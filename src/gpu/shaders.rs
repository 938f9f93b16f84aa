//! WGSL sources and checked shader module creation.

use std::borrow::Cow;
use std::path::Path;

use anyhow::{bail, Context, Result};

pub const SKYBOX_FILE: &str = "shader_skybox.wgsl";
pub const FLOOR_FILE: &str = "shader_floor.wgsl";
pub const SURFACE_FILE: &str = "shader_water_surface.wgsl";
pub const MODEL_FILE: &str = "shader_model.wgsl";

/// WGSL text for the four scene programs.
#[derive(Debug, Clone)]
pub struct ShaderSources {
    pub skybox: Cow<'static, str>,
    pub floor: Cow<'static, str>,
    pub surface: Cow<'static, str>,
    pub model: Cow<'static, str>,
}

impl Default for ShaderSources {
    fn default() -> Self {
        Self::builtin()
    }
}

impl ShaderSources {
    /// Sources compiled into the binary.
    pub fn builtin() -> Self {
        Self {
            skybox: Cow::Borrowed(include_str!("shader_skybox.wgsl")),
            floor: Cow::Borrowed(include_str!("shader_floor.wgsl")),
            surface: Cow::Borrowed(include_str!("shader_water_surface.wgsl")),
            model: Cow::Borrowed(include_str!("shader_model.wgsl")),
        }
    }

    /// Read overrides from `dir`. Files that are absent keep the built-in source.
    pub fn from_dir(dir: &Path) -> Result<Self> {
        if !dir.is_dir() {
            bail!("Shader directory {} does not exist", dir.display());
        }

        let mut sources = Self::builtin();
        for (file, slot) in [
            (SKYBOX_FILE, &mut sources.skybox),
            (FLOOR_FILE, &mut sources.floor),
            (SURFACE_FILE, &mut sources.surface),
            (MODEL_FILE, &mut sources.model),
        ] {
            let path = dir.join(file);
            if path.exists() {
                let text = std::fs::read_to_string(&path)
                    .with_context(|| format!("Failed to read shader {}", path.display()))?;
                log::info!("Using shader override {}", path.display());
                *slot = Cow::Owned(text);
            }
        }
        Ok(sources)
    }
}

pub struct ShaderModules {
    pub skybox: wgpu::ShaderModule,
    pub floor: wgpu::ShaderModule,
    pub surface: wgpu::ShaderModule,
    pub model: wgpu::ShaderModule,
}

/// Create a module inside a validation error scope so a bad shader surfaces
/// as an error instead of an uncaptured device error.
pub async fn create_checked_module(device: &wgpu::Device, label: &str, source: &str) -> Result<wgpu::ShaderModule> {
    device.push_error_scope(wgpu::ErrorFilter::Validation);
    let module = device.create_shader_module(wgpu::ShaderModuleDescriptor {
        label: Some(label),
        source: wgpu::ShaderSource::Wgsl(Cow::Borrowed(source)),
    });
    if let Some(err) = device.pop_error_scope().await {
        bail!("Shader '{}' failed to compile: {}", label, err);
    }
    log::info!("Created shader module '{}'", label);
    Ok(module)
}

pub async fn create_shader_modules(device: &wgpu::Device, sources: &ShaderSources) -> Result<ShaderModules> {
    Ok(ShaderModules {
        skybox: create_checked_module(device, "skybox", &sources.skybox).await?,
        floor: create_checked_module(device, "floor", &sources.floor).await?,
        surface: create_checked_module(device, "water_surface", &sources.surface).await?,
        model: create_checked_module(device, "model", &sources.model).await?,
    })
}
:::::
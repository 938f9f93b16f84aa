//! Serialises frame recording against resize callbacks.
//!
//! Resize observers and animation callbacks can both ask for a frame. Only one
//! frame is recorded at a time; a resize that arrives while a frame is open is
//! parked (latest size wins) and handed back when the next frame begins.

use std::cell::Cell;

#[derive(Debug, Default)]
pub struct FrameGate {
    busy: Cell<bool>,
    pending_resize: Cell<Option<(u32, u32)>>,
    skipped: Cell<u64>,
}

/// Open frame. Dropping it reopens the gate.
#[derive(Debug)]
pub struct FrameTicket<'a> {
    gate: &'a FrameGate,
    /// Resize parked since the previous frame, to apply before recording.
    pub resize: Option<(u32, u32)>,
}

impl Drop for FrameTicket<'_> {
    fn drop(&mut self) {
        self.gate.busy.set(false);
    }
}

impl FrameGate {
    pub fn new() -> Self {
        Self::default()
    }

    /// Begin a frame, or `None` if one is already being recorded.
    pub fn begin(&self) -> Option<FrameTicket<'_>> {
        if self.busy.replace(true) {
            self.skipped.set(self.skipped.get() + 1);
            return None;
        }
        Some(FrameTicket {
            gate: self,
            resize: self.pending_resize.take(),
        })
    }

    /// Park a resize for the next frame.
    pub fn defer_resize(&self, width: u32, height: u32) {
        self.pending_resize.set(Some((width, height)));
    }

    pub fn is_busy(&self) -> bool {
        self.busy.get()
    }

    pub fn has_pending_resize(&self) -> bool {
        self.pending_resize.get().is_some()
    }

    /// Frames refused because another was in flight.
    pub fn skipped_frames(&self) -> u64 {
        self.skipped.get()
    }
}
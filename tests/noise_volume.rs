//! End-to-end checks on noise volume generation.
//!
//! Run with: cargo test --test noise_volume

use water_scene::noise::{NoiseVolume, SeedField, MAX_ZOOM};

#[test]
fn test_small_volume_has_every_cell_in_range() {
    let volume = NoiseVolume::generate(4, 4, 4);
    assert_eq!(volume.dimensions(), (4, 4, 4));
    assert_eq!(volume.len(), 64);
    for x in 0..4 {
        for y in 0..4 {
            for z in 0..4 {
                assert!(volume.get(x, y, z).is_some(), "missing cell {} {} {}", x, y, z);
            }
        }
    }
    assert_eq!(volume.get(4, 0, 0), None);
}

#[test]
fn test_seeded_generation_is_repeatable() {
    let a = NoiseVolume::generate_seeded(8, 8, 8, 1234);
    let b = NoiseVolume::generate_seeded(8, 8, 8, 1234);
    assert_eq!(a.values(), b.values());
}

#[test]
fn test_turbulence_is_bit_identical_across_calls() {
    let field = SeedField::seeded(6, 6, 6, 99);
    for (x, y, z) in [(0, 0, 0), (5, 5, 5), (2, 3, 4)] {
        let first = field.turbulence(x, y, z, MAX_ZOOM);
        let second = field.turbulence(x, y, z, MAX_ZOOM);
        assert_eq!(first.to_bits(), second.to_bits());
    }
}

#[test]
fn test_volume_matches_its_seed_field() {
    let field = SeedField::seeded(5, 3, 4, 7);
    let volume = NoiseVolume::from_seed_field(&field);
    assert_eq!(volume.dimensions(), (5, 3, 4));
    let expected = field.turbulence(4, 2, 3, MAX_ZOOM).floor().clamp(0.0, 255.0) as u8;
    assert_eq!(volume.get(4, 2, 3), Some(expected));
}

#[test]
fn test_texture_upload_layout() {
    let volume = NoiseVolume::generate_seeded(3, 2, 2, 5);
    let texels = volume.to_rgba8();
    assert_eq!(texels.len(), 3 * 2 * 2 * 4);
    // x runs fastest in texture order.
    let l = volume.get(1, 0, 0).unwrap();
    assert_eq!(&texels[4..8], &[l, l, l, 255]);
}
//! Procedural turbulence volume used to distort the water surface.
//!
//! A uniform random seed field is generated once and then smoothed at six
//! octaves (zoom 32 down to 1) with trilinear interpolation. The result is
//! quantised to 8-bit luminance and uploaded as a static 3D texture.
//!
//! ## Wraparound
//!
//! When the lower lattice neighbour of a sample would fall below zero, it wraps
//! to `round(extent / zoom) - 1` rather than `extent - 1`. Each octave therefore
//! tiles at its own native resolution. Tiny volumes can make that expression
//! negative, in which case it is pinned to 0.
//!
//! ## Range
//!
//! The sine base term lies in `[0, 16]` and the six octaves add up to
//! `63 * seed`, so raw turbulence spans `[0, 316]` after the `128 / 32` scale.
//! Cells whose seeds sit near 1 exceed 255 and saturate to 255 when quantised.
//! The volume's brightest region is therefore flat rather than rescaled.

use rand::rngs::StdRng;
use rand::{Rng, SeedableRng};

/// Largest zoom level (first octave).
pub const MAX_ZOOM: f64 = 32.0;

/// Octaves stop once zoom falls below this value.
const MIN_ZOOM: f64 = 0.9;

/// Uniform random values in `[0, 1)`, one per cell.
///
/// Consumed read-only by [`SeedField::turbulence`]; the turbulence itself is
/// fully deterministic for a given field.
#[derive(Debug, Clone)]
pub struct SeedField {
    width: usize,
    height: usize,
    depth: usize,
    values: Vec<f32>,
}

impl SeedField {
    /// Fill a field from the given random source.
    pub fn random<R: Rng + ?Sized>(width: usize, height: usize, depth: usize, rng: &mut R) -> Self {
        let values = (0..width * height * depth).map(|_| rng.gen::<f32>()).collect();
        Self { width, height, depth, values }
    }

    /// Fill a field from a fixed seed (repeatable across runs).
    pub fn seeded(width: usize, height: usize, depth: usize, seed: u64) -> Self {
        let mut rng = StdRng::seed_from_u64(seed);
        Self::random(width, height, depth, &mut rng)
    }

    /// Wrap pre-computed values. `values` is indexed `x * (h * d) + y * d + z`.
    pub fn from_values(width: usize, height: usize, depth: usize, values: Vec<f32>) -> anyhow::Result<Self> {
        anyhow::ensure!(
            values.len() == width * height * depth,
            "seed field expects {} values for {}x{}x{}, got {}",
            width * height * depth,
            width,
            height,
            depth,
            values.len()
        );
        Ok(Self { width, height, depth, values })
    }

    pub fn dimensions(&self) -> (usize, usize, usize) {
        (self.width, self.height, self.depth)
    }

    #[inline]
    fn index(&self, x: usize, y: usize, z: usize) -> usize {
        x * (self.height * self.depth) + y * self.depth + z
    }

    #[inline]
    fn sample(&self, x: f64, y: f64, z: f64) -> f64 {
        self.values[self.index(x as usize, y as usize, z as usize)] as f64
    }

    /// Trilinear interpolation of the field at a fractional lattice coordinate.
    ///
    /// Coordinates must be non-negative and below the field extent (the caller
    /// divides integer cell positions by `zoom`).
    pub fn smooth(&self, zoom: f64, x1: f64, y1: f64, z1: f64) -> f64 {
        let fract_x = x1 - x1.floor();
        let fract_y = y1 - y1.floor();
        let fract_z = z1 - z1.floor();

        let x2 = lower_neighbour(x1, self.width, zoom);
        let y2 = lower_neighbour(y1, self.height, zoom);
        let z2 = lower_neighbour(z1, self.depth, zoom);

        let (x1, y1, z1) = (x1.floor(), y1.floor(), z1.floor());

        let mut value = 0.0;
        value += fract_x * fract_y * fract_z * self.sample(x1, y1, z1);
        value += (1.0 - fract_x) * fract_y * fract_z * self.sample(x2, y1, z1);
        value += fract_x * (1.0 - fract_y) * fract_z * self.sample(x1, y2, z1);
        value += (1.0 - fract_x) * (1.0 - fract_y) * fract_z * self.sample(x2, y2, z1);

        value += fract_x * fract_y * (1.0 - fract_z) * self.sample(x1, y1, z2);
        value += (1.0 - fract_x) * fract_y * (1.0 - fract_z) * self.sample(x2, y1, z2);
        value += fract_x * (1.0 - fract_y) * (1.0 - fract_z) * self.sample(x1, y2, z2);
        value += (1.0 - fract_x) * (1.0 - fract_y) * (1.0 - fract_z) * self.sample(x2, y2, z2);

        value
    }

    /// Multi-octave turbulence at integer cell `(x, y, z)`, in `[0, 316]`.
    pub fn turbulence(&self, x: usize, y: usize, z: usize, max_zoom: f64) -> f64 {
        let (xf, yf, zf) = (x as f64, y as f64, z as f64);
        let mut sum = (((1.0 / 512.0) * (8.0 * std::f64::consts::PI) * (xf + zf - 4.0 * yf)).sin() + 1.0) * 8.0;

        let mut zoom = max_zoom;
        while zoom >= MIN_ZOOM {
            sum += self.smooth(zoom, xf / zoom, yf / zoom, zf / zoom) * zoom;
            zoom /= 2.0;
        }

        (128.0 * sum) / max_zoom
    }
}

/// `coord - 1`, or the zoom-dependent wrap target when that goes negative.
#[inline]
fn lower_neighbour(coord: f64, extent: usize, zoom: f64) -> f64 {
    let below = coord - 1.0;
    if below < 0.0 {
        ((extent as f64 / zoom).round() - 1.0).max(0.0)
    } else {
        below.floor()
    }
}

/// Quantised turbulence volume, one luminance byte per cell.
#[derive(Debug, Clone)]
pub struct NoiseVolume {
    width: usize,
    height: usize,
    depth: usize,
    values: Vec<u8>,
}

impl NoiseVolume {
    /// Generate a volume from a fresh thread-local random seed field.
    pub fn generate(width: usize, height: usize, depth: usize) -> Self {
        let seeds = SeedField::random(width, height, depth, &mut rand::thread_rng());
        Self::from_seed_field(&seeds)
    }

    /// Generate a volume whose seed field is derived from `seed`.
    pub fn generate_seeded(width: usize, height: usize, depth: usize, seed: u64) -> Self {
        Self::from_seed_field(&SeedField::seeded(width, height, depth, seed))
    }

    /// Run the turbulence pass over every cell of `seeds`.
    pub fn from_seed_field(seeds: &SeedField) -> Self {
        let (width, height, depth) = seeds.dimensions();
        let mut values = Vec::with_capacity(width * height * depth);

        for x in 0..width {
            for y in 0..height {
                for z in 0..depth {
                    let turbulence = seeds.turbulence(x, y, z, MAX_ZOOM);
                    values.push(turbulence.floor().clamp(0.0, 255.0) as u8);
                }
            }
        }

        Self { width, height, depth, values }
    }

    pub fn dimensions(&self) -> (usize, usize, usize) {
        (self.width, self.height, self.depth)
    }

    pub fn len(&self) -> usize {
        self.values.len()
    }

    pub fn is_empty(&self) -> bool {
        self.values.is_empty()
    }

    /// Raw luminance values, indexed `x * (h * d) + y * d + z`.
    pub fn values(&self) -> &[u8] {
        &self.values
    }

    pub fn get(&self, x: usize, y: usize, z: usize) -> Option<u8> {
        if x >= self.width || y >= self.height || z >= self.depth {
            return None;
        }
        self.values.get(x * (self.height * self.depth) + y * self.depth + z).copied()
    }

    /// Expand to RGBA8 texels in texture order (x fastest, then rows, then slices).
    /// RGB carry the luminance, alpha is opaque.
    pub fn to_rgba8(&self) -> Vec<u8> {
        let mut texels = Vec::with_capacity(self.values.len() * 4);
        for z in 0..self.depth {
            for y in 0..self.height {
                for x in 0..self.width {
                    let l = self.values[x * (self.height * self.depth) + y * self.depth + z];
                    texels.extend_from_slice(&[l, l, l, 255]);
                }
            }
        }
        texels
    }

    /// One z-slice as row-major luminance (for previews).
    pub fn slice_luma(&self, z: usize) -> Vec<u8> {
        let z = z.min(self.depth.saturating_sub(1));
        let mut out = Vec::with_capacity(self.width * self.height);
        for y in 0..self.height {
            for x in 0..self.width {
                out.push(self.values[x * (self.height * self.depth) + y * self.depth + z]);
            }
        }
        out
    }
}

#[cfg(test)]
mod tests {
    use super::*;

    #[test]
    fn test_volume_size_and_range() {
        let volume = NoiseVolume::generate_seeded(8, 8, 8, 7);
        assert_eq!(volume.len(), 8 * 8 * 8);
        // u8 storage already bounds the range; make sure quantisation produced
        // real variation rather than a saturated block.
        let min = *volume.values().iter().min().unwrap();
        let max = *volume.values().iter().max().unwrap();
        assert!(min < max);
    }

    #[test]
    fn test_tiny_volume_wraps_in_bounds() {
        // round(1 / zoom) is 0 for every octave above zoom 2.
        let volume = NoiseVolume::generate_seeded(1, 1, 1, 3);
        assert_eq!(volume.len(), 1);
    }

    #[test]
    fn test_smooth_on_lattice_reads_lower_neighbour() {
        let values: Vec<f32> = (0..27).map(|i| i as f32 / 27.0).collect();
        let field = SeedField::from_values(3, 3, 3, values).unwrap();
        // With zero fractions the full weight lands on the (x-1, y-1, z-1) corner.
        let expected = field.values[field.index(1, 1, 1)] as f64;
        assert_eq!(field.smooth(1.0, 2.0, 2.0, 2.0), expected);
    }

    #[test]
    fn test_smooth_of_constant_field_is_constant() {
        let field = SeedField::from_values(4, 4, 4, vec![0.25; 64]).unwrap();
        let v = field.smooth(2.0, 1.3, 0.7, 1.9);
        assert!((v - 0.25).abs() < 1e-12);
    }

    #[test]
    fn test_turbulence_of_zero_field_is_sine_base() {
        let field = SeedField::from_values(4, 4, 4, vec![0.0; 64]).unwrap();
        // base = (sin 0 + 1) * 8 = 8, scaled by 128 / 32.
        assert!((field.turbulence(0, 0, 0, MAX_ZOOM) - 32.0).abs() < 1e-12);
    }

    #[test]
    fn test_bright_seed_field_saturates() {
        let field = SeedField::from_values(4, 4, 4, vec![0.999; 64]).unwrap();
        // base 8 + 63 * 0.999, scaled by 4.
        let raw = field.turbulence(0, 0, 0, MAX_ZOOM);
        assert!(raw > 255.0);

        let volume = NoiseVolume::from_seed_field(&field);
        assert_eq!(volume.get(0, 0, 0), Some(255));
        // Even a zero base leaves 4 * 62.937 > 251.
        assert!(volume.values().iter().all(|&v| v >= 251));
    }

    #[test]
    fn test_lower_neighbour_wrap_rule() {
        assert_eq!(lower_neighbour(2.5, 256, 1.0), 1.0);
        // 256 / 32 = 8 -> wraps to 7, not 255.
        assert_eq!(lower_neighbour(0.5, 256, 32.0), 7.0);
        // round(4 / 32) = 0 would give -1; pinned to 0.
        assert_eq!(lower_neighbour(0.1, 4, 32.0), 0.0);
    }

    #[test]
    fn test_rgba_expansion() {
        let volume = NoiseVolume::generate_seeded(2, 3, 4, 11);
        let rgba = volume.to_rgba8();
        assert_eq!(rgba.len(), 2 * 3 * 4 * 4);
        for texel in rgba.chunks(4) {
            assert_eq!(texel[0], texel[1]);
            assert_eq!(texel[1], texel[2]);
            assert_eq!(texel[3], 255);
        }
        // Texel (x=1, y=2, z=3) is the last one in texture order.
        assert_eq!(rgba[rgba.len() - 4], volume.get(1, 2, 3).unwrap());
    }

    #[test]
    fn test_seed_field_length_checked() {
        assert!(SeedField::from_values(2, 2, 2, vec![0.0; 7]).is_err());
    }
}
:::::
> _WORK REQUIRED_
In the entries above, find each line with the word "FrameTicket" and return it.

> _RESULT FOR THIS EXERCISE_
pub struct FrameTicket<'a> {
impl Drop for FrameTicket<'_> {
    pub fn begin(&self) -> Option<FrameTicket<'_>> {
        Some(FrameTicket {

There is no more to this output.